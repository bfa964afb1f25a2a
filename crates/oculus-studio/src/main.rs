use anyhow::Context;

use oculus_engine::logging::{init_logging, LoggingConfig};
use oculus_ui::Application;

fn main() -> anyhow::Result<()> {
    init_logging(LoggingConfig::default());
    log::info!("oculus studio starting");

    Application::new()
        .title("Oculus")
        .size(800.0, 600.0)
        .run()
        .context("eye application failed")?;

    log::info!("oculus studio closed");
    Ok(())
}
use oculus_engine::canvas::{Canvas, DrawSurface, LineCap, Transform, Vector};
use oculus_engine::coords::Vec2;
use oculus_engine::paint::Color;
use oculus_engine::scene::DrawList;

/// A canvas element: a backing store in device pixels shown at a CSS size.
#[derive(Debug, Clone, PartialEq)]
pub struct CanvasElement {
    /// Backing-store size, device px.
    width: u32,
    height: u32,
    /// Display size, logical px.
    css_width: f64,
    css_height: f64,
    device_pixel_ratio: f64,
}

impl Default for CanvasElement {
    /// The HTML default: 300×150 at ratio 1.
    fn default() -> Self {
        Self {
            width: 300,
            height: 150,
            css_width: 300.0,
            css_height: 150.0,
            device_pixel_ratio: 1.0,
        }
    }
}

impl CanvasElement {
    pub fn new() -> Self {
        Self::default()
    }

    #[inline]
    pub fn width(&self) -> u32 {
        self.width
    }

    #[inline]
    pub fn height(&self) -> u32 {
        self.height
    }

    /// Display width, logical px.
    #[inline]
    pub fn css_width(&self) -> f64 {
        self.css_width
    }

    #[inline]
    pub fn css_height(&self) -> f64 {
        self.css_height
    }

    /// CSS width, e.g. `"250px"`.
    pub fn style_width(&self) -> String {
        px(self.css_width)
    }

    pub fn style_height(&self) -> String {
        px(self.css_height)
    }

    /// Sizes the canvas to `width`×`height` logical px at `dpr` device
    /// pixels per logical pixel. Returns `true` when anything changed.
    pub fn configure(&mut self, width: f64, height: f64, dpr: f64) -> bool {
        let dpr = if dpr.is_finite() && dpr > 0.0 { dpr } else { 1.0 };
        let next = Self {
            width: (width * dpr).round().max(0.0) as u32,
            height: (height * dpr).round().max(0.0) as u32,
            css_width: width,
            css_height: height,
            device_pixel_ratio: dpr,
        };
        if next == *self {
            return false;
        }
        log::debug!(
            "canvas: {}x{} backing store for {}x{} at dpr {dpr}",
            next.width,
            next.height,
            width,
            height
        );
        *self = next;
        true
    }

    /// Opens a 2D context recording into `draw_list`, with the canvas shown
    /// at `origin` (window logical px).
    ///
    /// The context starts with a transparent fill, round line caps and a
    /// `scale(dpr, dpr)` transform, so user space is in logical px.
    pub fn context<'a>(&self, draw_list: &'a mut DrawList, origin: Vec2) -> Canvas<'a> {
        let mut ctx = Canvas::new(draw_list, self.backing_to_window(origin));
        ctx.set_fill_style(Color::transparent());
        ctx.set_line_cap(LineCap::Round);
        ctx.scale(self.device_pixel_ratio, self.device_pixel_ratio);
        ctx
    }

    /// Backing-store px → window logical px.
    fn backing_to_window(&self, origin: Vec2) -> Transform {
        let sx = if self.width > 0 { self.css_width / self.width as f64 } else { 1.0 };
        let sy = if self.height > 0 { self.css_height / self.height as f64 } else { 1.0 };
        Transform::scale(sx, sy).then_translate(Vector::new(origin.x as f64, origin.y as f64))
    }
}

fn px(v: f64) -> String {
    format!("{v}px")
}
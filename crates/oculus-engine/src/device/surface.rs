//! Surface configuration helpers (pure functions over adapter capabilities).

/// High-level response after a surface error.
#[derive(Debug, Copy, Clone, Eq, PartialEq)]
pub enum SurfaceErrorAction {
    /// Surface was reconfigured; rendering may resume next frame.
    Reconfigured,
    /// Transient error; skip the current frame.
    SkipFrame,
    /// Fatal error (commonly OOM); terminate gracefully.
    Fatal,
}

impl SurfaceErrorAction {
    pub(crate) fn from_error(err: &wgpu::SurfaceError) -> Self {
        match err {
            wgpu::SurfaceError::Lost | wgpu::SurfaceError::Outdated => Self::Reconfigured,
            wgpu::SurfaceError::OutOfMemory => Self::Fatal,
            wgpu::SurfaceError::Timeout | wgpu::SurfaceError::Other => Self::SkipFrame,
        }
    }
}

/// Picks the first format whose sRGB-ness matches `prefer_srgb`, else the
/// first supported one.
pub(crate) fn choose_surface_format(
    caps: &wgpu::SurfaceCapabilities,
    prefer_srgb: bool,
) -> Option<wgpu::TextureFormat> {
    caps.formats
        .iter()
        .copied()
        .find(|f| f.is_srgb() == prefer_srgb)
        .or_else(|| caps.formats.first().copied())
}

pub(crate) fn choose_alpha_mode(
    caps: &wgpu::SurfaceCapabilities,
    requested: Option<wgpu::CompositeAlphaMode>,
) -> wgpu::CompositeAlphaMode {
    requested
        .filter(|m| caps.alpha_modes.contains(m))
        .or_else(|| caps.alpha_modes.first().copied())
        .unwrap_or(wgpu::CompositeAlphaMode::Auto)
}

/// Falls back to FIFO (always supported) when `requested` is unavailable.
pub(crate) fn choose_present_mode(
    caps: &wgpu::SurfaceCapabilities,
    requested: wgpu::PresentMode,
) -> wgpu::PresentMode {
    if caps.present_modes.contains(&requested) {
        requested
    } else {
        wgpu::PresentMode::Fifo
    }
}

#[cfg(test)]
mod tests {
    use super::*;

    fn caps(formats: Vec<wgpu::TextureFormat>) -> wgpu::SurfaceCapabilities {
        wgpu::SurfaceCapabilities {
            formats,
            present_modes: vec![wgpu::PresentMode::Fifo],
            alpha_modes: vec![wgpu::CompositeAlphaMode::Opaque],
            usages: wgpu::TextureUsages::RENDER_ATTACHMENT,
        }
    }

    #[test]
    fn prefers_srgb_when_available() {
        let c = caps(vec![
            wgpu::TextureFormat::Bgra8Unorm,
            wgpu::TextureFormat::Bgra8UnormSrgb,
        ]);
        assert_eq!(choose_surface_format(&c, true), Some(wgpu::TextureFormat::Bgra8UnormSrgb));
        assert_eq!(choose_surface_format(&c, false), Some(wgpu::TextureFormat::Bgra8Unorm));
    }

    #[test]
    fn skips_leading_srgb_format_when_not_preferred() {
        let c = caps(vec![
            wgpu::TextureFormat::Bgra8UnormSrgb,
            wgpu::TextureFormat::Rgba8Unorm,
        ]);
        assert_eq!(choose_surface_format(&c, false), Some(wgpu::TextureFormat::Rgba8Unorm));
    }

    #[test]
    fn falls_back_to_first_format() {
        let c = caps(vec![wgpu::TextureFormat::Bgra8UnormSrgb]);
        assert_eq!(choose_surface_format(&c, false), Some(wgpu::TextureFormat::Bgra8UnormSrgb));
    }

    #[test]
    fn no_formats_yields_none() {
        assert_eq!(choose_surface_format(&caps(vec![]), true), None);
    }

    #[test]
    fn unsupported_alpha_mode_falls_back() {
        let c = caps(vec![wgpu::TextureFormat::Bgra8Unorm]);
        let mode = choose_alpha_mode(&c, Some(wgpu::CompositeAlphaMode::PreMultiplied));
        assert_eq!(mode, wgpu::CompositeAlphaMode::Opaque);
    }

    #[test]
    fn unsupported_present_mode_falls_back_to_fifo() {
        let c = caps(vec![wgpu::TextureFormat::Bgra8Unorm]);
        assert_eq!(choose_present_mode(&c, wgpu::PresentMode::Mailbox), wgpu::PresentMode::Fifo);
    }

    #[test]
    fn surface_errors_map_to_actions() {
        assert_eq!(
            SurfaceErrorAction::from_error(&wgpu::SurfaceError::Outdated),
            SurfaceErrorAction::Reconfigured
        );
        assert_eq!(
            SurfaceErrorAction::from_error(&wgpu::SurfaceError::OutOfMemory),
            SurfaceErrorAction::Fatal
        );
        assert_eq!(
            SurfaceErrorAction::from_error(&wgpu::SurfaceError::Timeout),
            SurfaceErrorAction::SkipFrame
        );
    }
}
//! Oculus engine crate.
//!
//! Owns the platform + GPU runtime pieces used by the UI layer: the winit
//! window loop, wgpu device/surface, input translation, a canvas-style 2D
//! drawing surface and the mesh renderer that paints what it records.

pub mod canvas;
pub mod coords;
pub mod core;
pub mod device;
pub mod input;
pub mod logging;
pub mod paint;
pub mod render;
pub mod scene;
pub mod window;
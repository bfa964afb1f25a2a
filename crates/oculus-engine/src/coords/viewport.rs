use super::Vec2;

/// Viewport size in logical pixels.
///
/// The mesh renderer uploads this as the basis for converting logical px
/// positions to NDC. The UI layer treats it as the window's inner size
/// (`innerWidth` / `innerHeight`).
#[derive(Debug, Copy, Clone, Default, PartialEq)]
pub struct Viewport {
    pub width: f32,
    pub height: f32,
}

impl Viewport {
    #[inline]
    pub const fn new(width: f32, height: f32) -> Self {
        Self { width, height }
    }

    #[inline]
    pub fn is_valid(self) -> bool {
        self.width > 0.0 && self.height > 0.0 && self.width.is_finite() && self.height.is_finite()
    }

    /// The larger of the two dimensions.
    #[inline]
    pub fn max_dimension(self) -> f32 {
        self.width.max(self.height)
    }

    #[inline]
    pub fn size(self) -> Vec2 {
        Vec2::new(self.width, self.height)
    }
}
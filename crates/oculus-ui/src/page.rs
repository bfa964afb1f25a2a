//! A minimal element tree standing in for the host page.
//!
//! Elements are looked up by id, carry an optional CSS-like pixel size and
//! are laid out by centring each element inside its parent (the window for
//! root elements).

use oculus_engine::coords::{Rect, Vec2, Viewport};

use crate::canvas::CanvasElement;

/// What an element is.
#[derive(Debug, Clone, PartialEq)]
pub enum ElementKind {
    Container,
    Canvas(CanvasElement),
}

/// Inline style of an element. Sizes are CSS pixel strings such as `"250px"`.
#[derive(Debug, Clone, Default, PartialEq)]
pub struct Style {
    pub width: Option<String>,
    pub height: Option<String>,
}

impl Style {
    /// Sets both dimensions to `length` logical px.
    pub fn set_square(&mut self, length: u32) {
        self.width = Some(format!("{length}px"));
        self.height = Some(format!("{length}px"));
    }
}

#[derive(Debug, Clone, PartialEq)]
pub struct Element {
    id: String,
    kind: ElementKind,
    pub style: Style,
    rect: Rect,
    children: Vec<Element>,
}

impl Element {
    pub fn container(id: impl Into<String>) -> Self {
        Self::new(id, ElementKind::Container)
    }

    pub fn canvas(id: impl Into<String>) -> Self {
        Self::new(id, ElementKind::Canvas(CanvasElement::new()))
    }

    fn new(id: impl Into<String>, kind: ElementKind) -> Self {
        Self {
            id: id.into(),
            kind,
            style: Style::default(),
            rect: Rect::default(),
            children: Vec::new(),
        }
    }

    pub fn with_child(mut self, child: Element) -> Self {
        self.children.push(child);
        self
    }

    #[inline]
    pub fn id(&self) -> &str {
        &self.id
    }

    #[inline]
    pub fn is_container(&self) -> bool {
        matches!(self.kind, ElementKind::Container)
    }

    pub fn as_canvas(&self) -> Option<&CanvasElement> {
        match &self.kind {
            ElementKind::Canvas(c) => Some(c),
            ElementKind::Container => None,
        }
    }

    pub fn as_canvas_mut(&mut self) -> Option<&mut CanvasElement> {
        match &mut self.kind {
            ElementKind::Canvas(c) => Some(c),
            ElementKind::Container => None,
        }
    }

    /// Layout box in window logical px (the DOM bounding client rect).
    #[inline]
    pub fn bounding_client_rect(&self) -> Rect {
        self.rect
    }

    fn find(&self, id: &str) -> Option<&Element> {
        if self.id == id {
            return Some(self);
        }
        self.children.iter().find_map(|c| c.find(id))
    }

    fn find_mut(&mut self, id: &str) -> Option<&mut Element> {
        if self.id == id {
            return Some(self);
        }
        self.children.iter_mut().find_map(|c| c.find_mut(id))
    }

    /// Intrinsic size: the styled size, else the canvas display size, else
    /// whatever is available.
    fn size_in(&self, available: Rect) -> Vec2 {
        let fallback = match &self.kind {
            ElementKind::Canvas(c) => Vec2::new(c.css_width() as f32, c.css_height() as f32),
            ElementKind::Container => available.size,
        };
        Vec2::new(
            self.style.width.as_deref().and_then(parse_px).unwrap_or(fallback.x),
            self.style.height.as_deref().and_then(parse_px).unwrap_or(fallback.y),
        )
    }

    fn layout(&mut self, available: Rect) {
        self.rect = available.centered(self.size_in(available));
        let rect = self.rect;
        for child in &mut self.children {
            child.layout(rect);
        }
    }
}

/// The element tree of the window.
#[derive(Debug, Clone, Default, PartialEq)]
pub struct Page {
    roots: Vec<Element>,
    viewport: Viewport,
}

impl Page {
    pub fn new() -> Self {
        Self::default()
    }

    pub fn append(&mut self, element: Element) {
        self.roots.push(element);
    }

    pub fn get_element_by_id(&self, id: &str) -> Option<&Element> {
        self.roots.iter().find_map(|e| e.find(id))
    }

    pub fn get_element_by_id_mut(&mut self, id: &str) -> Option<&mut Element> {
        self.roots.iter_mut().find_map(|e| e.find_mut(id))
    }

    /// Window size used by the last layout (`innerWidth` / `innerHeight`).
    #[inline]
    pub fn viewport(&self) -> Viewport {
        self.viewport
    }

    /// Lays every element out for a window of `viewport` logical px.
    pub fn layout(&mut self, viewport: Viewport) {
        self.viewport = viewport;
        let window = Rect::from_origin_size(Vec2::zero(), viewport.size());
        for root in &mut self.roots {
            root.layout(window);
        }
    }
}

/// Parses `"<number>px"` (or a bare number) into logical px.
fn parse_px(s: &str) -> Option<f32> {
    let s = s.trim();
    let n = s.strip_suffix("px").unwrap_or(s).trim();
    n.parse::<f32>().ok().filter(|v| v.is_finite() && *v >= 0.0)
}
use oculus_engine::coords::{Vec2, Viewport};

/// Input events routed to widgets.
#[derive(Debug, Clone, PartialEq)]
pub enum UiEvent {
    /// Pointer moved anywhere over the window. `viewport` is the window's
    /// logical size at the time of the move.
    PointerMoved { pos: Vec2, viewport: Viewport },
}

/// Result returned by [`Widget::on_event`](crate::widget::Widget::on_event).
#[derive(Debug, Clone, Copy, PartialEq, Eq)]
pub enum EventResult {
    /// Event was handled and the widget needs repainting.
    Consumed,
    /// Event was not handled.
    Ignored,
}

impl EventResult {
    #[inline]
    pub fn is_consumed(self) -> bool {
        self == EventResult::Consumed
    }
}
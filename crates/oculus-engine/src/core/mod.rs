//! Core engine-facing contracts.
//!
//! This module defines the stable interface between the runtime (platform loop)
//! and higher layers (studio, UI, tools). It avoids leaking runtime internals
//! into user code and provides a consistent per-frame context.

mod app;
mod ctx;

pub use app::{App, AppControl};
pub use ctx::{FrameCtx, WindowCtx};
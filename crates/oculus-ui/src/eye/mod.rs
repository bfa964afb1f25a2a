//! The eye widget.
//!
//! A sphere seen from a fixed camera: a sclera disc plus two circular
//! cross-sections (iris, pupil) of the sphere, rotated towards the pointer
//! and projected to canvas ellipses.

mod config;
mod orientation;
mod renderer;
mod rotation;
mod section;
mod vector;

pub use config::{EyeColors, EyeConfig, SectionStyle, IRIS_HEX, PUPIL_HEX, SCLERA_HEX};
pub use orientation::{distance_xy, gaze_degrees, max_distance_of_effect, orientation, target_rotation};
pub use renderer::EyeRenderer;
pub use rotation::{project, restricted_limit, RotationState, CENTER, LIMIT};
pub use section::{draw_section, start_angle_cosine, SectionEllipse};
pub use vector::Vec3;
use crate::coords::Viewport;

/// Renderer-facing context: device/queue, surface format and the logical viewport.
pub struct RenderCtx<'a> {
    pub device: &'a wgpu::Device,
    pub queue: &'a wgpu::Queue,
    pub surface_format: wgpu::TextureFormat,
    /// Window size in logical px; draw-list coordinates live in this space.
    pub viewport: Viewport,
}

impl<'a> RenderCtx<'a> {
    #[inline]
    pub fn new(
        device: &'a wgpu::Device,
        queue: &'a wgpu::Queue,
        surface_format: wgpu::TextureFormat,
        viewport: Viewport,
    ) -> Self {
        Self { device, queue, surface_format, viewport }
    }
}

/// Target for drawing: the frame's encoder and colour view.
///
/// Renderers open their own passes with `LoadOp::Load` so they compose over
/// the clear pass and over each other.
pub struct RenderTarget<'a> {
    pub encoder: &'a mut wgpu::CommandEncoder,
    pub color_view: &'a wgpu::TextureView,
}

impl<'a> RenderTarget<'a> {
    #[inline]
    pub fn new(encoder: &'a mut wgpu::CommandEncoder, color_view: &'a wgpu::TextureView) -> Self {
        Self { encoder, color_view }
    }
}
//! Input subsystem.
//!
//! Public API is platform-agnostic and does not expose winit types.
//! Runtime code is responsible for translating platform events into `InputEvent`s.

pub mod platform;
mod state;
mod types;

pub use state::InputState;
pub use types::{InputEvent, PointerMoveEvent};
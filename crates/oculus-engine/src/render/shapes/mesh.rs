use bytemuck::{Pod, Zeroable};

use crate::render::{RenderCtx, RenderTarget};
use crate::scene::{DrawCmd, DrawList};

use super::common::{premul_alpha_blend, viewport_ubo_min_binding_size, ViewportUniform};

/// Renderer for `DrawCmd::Mesh`.
///
/// All meshes of a draw list are merged into one vertex/index batch (colour
/// baked per vertex) and drawn with a single indexed draw, in paint order.
#[derive(Default)]
pub struct MeshRenderer {
    pipeline_format: Option<wgpu::TextureFormat>,
    pipeline: Option<wgpu::RenderPipeline>,

    bind_group_layout: Option<wgpu::BindGroupLayout>,
    bind_group: Option<wgpu::BindGroup>,
    viewport_ubo: Option<wgpu::Buffer>,

    vbo: Option<wgpu::Buffer>,
    vbo_capacity: usize,
    ibo: Option<wgpu::Buffer>,
    ibo_capacity: usize,

    batch: MeshBatch,
}

impl MeshRenderer {
    pub fn new() -> Self {
        Self::default()
    }

    pub fn render(
        &mut self,
        ctx: &RenderCtx<'_>,
        target: &mut RenderTarget<'_>,
        draw_list: &mut DrawList,
    ) {
        self.batch.rebuild(draw_list);
        if self.batch.indices.is_empty() {
            return;
        }

        self.ensure_pipeline(ctx);
        self.ensure_bindings(ctx);
        self.ensure_capacity(ctx, self.batch.vertices.len(), self.batch.indices.len());
        self.write_viewport_uniform(ctx);

        let Some(vbo) = self.vbo.as_ref() else { return };
        let Some(ibo) = self.ibo.as_ref() else { return };
        ctx.queue.write_buffer(vbo, 0, bytemuck::cast_slice(&self.batch.vertices));
        ctx.queue.write_buffer(ibo, 0, bytemuck::cast_slice(&self.batch.indices));

        let Some(pipeline) = self.pipeline.as_ref() else { return };
        let Some(bind_group) = self.bind_group.as_ref() else { return };

        let mut rpass = target.encoder.begin_render_pass(&wgpu::RenderPassDescriptor {
            label: Some("oculus mesh pass"),
            color_attachments: &[Some(wgpu::RenderPassColorAttachment {
                view: target.color_view,
                resolve_target: None,
                ops: wgpu::Operations {
                    load: wgpu::LoadOp::Load,
                    store: wgpu::StoreOp::Store,
                },
                depth_slice: None,
            })],
            depth_stencil_attachment: None,
            timestamp_writes: None,
            occlusion_query_set: None,
            multiview_mask: None,
        });

        rpass.set_pipeline(pipeline);
        rpass.set_bind_group(0, bind_group, &[]);
        rpass.set_vertex_buffer(0, vbo.slice(..));
        rpass.set_index_buffer(ibo.slice(..), wgpu::IndexFormat::Uint32);
        rpass.draw_indexed(0..self.batch.indices.len() as u32, 0, 0..1);
    }

    // ── private helpers ────────────────────────────────────────────────────

    fn ensure_pipeline(&mut self, ctx: &RenderCtx<'_>) {
        if self.pipeline_format == Some(ctx.surface_format) && self.pipeline.is_some() {
            return;
        }

        let shader = ctx.device.create_shader_module(wgpu::ShaderModuleDescriptor {
            label: Some("oculus mesh shader"),
            source: wgpu::ShaderSource::Wgsl(include_str!("shaders/mesh.wgsl").into()),
        });

        let bind_group_layout =
            ctx.device.create_bind_group_layout(&wgpu::BindGroupLayoutDescriptor {
                label: Some("oculus mesh bgl"),
                entries: &[wgpu::BindGroupLayoutEntry {
                    binding: 0,
                    visibility: wgpu::ShaderStages::VERTEX,
                    ty: wgpu::BindingType::Buffer {
                        ty: wgpu::BufferBindingType::Uniform,
                        has_dynamic_offset: false,
                        min_binding_size: Some(viewport_ubo_min_binding_size()),
                    },
                    count: None,
                }],
            });

        let pipeline_layout =
            ctx.device.create_pipeline_layout(&wgpu::PipelineLayoutDescriptor {
                label: Some("oculus mesh pipeline layout"),
                bind_group_layouts: &[&bind_group_layout],
                immediate_size: 0,
            });

        let pipeline = ctx.device.create_render_pipeline(&wgpu::RenderPipelineDescriptor {
            label: Some("oculus mesh pipeline"),
            layout: Some(&pipeline_layout),
            vertex: wgpu::VertexState {
                module: &shader,
                entry_point: Some("vs_main"),
                compilation_options: Default::default(),
                buffers: &[MeshVertex::layout()],
            },
            fragment: Some(wgpu::FragmentState {
                module: &shader,
                entry_point: Some("fs_main"),
                compilation_options: Default::default(),
                targets: &[Some(wgpu::ColorTargetState {
                    format: ctx.surface_format,
                    blend: Some(premul_alpha_blend()),
                    write_mask: wgpu::ColorWrites::ALL,
                })],
            }),
            primitive: wgpu::PrimitiveState {
                topology: wgpu::PrimitiveTopology::TriangleList,
                strip_index_format: None,
                front_face: wgpu::FrontFace::Ccw,
                // Tessellator winding depends on the canvas transform (e.g. a Y flip).
                cull_mode: None,
                polygon_mode: wgpu::PolygonMode::Fill,
                unclipped_depth: false,
                conservative: false,
            },
            depth_stencil: None,
            multisample: wgpu::MultisampleState::default(),
            multiview_mask: None,
            cache: None,
        });

        self.pipeline_format = Some(ctx.surface_format);
        self.pipeline = Some(pipeline);
        self.bind_group_layout = Some(bind_group_layout);
        self.bind_group = None;
        self.viewport_ubo = None;
    }

    fn ensure_bindings(&mut self, ctx: &RenderCtx<'_>) {
        if self.bind_group.is_some() && self.viewport_ubo.is_some() {
            return;
        }
        let Some(bgl) = self.bind_group_layout.as_ref() else { return };

        let viewport_ubo = ctx.device.create_buffer(&wgpu::BufferDescriptor {
            label: Some("oculus mesh viewport ubo"),
            size: std::mem::size_of::<ViewportUniform>() as u64,
            usage: wgpu::BufferUsages::UNIFORM | wgpu::BufferUsages::COPY_DST,
            mapped_at_creation: false,
        });

        let bind_group = ctx.device.create_bind_group(&wgpu::BindGroupDescriptor {
            label: Some("oculus mesh bind group"),
            layout: bgl,
            entries: &[wgpu::BindGroupEntry {
                binding: 0,
                resource: viewport_ubo.as_entire_binding(),
            }],
        });

        self.viewport_ubo = Some(viewport_ubo);
        self.bind_group = Some(bind_group);
    }

    fn write_viewport_uniform(&mut self, ctx: &RenderCtx<'_>) {
        let Some(ubo) = self.viewport_ubo.as_ref() else { return };
        ctx.queue.write_buffer(
            ubo,
            0,
            bytemuck::bytes_of(&ViewportUniform {
                viewport: [ctx.viewport.width.max(1.0), ctx.viewport.height.max(1.0)],
                _pad: [0.0; 2],
            }),
        );
    }

    fn ensure_capacity(&mut self, ctx: &RenderCtx<'_>, vertices: usize, indices: usize) {
        if vertices > self.vbo_capacity || self.vbo.is_none() {
            let cap = vertices.next_power_of_two().max(256);
            self.vbo = Some(ctx.device.create_buffer(&wgpu::BufferDescriptor {
                label: Some("oculus mesh vbo"),
                size: (cap * std::mem::size_of::<MeshVertex>()) as u64,
                usage: wgpu::BufferUsages::VERTEX | wgpu::BufferUsages::COPY_DST,
                mapped_at_creation: false,
            }));
            self.vbo_capacity = cap;
        }
        if indices > self.ibo_capacity || self.ibo.is_none() {
            let cap = indices.next_power_of_two().max(512);
            self.ibo = Some(ctx.device.create_buffer(&wgpu::BufferDescriptor {
                label: Some("oculus mesh ibo"),
                size: (cap * std::mem::size_of::<u32>()) as u64,
                usage: wgpu::BufferUsages::INDEX | wgpu::BufferUsages::COPY_DST,
                mapped_at_creation: false,
            }));
            self.ibo_capacity = cap;
        }
    }
}

// ── CPU batching ──────────────────────────────────────────────────────────

/// Merged geometry of one draw list. Buffers are reused between frames.
#[derive(Debug, Default)]
struct MeshBatch {
    vertices: Vec<MeshVertex>,
    indices: Vec<u32>,
}

impl MeshBatch {
    fn rebuild(&mut self, draw_list: &mut DrawList) {
        self.vertices.clear();
        self.indices.clear();

        for item in draw_list.iter_in_paint_order() {
            let DrawCmd::Mesh(cmd) = &item.cmd;
            if cmd.is_empty() || !cmd.color.is_finite() {
                continue;
            }

            let base = self.vertices.len() as u32;
            let color = cmd.color.to_array();
            self.vertices
                .extend(cmd.vertices.iter().map(|&pos| MeshVertex { pos, color }));
            // Drop a trailing partial triangle, if any.
            let whole = cmd.indices.len() - cmd.indices.len() % 3;
            self.indices.extend(cmd.indices[..whole].iter().map(|i| base + i));
        }
    }
}

// ── GPU types ─────────────────────────────────────────────────────────────

/// Vertex layout (24 bytes):
///
///  offset  0  pos    [f32; 2]   loc 0  (logical px)
///  offset  8  color  [f32; 4]   loc 1  (premultiplied)
#[repr(C)]
#[derive(Debug, Copy, Clone, PartialEq, Pod, Zeroable)]
struct MeshVertex {
    pos: [f32; 2],
    color: [f32; 4],
}

impl MeshVertex {
    const ATTRS: [wgpu::VertexAttribute; 2] = wgpu::vertex_attr_array![
        0 => Float32x2, // pos
        1 => Float32x4  // color
    ];

    fn layout() -> wgpu::VertexBufferLayout<'static> {
        wgpu::VertexBufferLayout {
            array_stride: std::mem::size_of::<MeshVertex>() as u64,
            step_mode: wgpu::VertexStepMode::Vertex,
            attributes: &Self::ATTRS,
        }
    }
}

What this task involves: Within the material above, transcribe exactly the lines that run from the line holding "let Some(pipeline) = self.pipeline.as_ref()" through the line holding "rpass.set_vertex_buffer(0, vbo.slice(..));".

Reply to the task:
        let Some(pipeline) = self.pipeline.as_ref() else { return };
        let Some(bind_group) = self.bind_group.as_ref() else { return };

        let mut rpass = target.encoder.begin_render_pass(&wgpu::RenderPassDescriptor {
            label: Some("oculus mesh pass"),
            color_attachments: &[Some(wgpu::RenderPassColorAttachment {
                view: target.color_view,
                resolve_target: None,
                ops: wgpu::Operations {
                    load: wgpu::LoadOp::Load,
                    store: wgpu::StoreOp::Store,
                },
                depth_slice: None,
            })],
            depth_stencil_attachment: None,
            timestamp_writes: None,
            occlusion_query_set: None,
            multiview_mask: None,
        });

        rpass.set_pipeline(pipeline);
        rpass.set_bind_group(0, bind_group, &[]);
        rpass.set_vertex_buffer(0, vbo.slice(..));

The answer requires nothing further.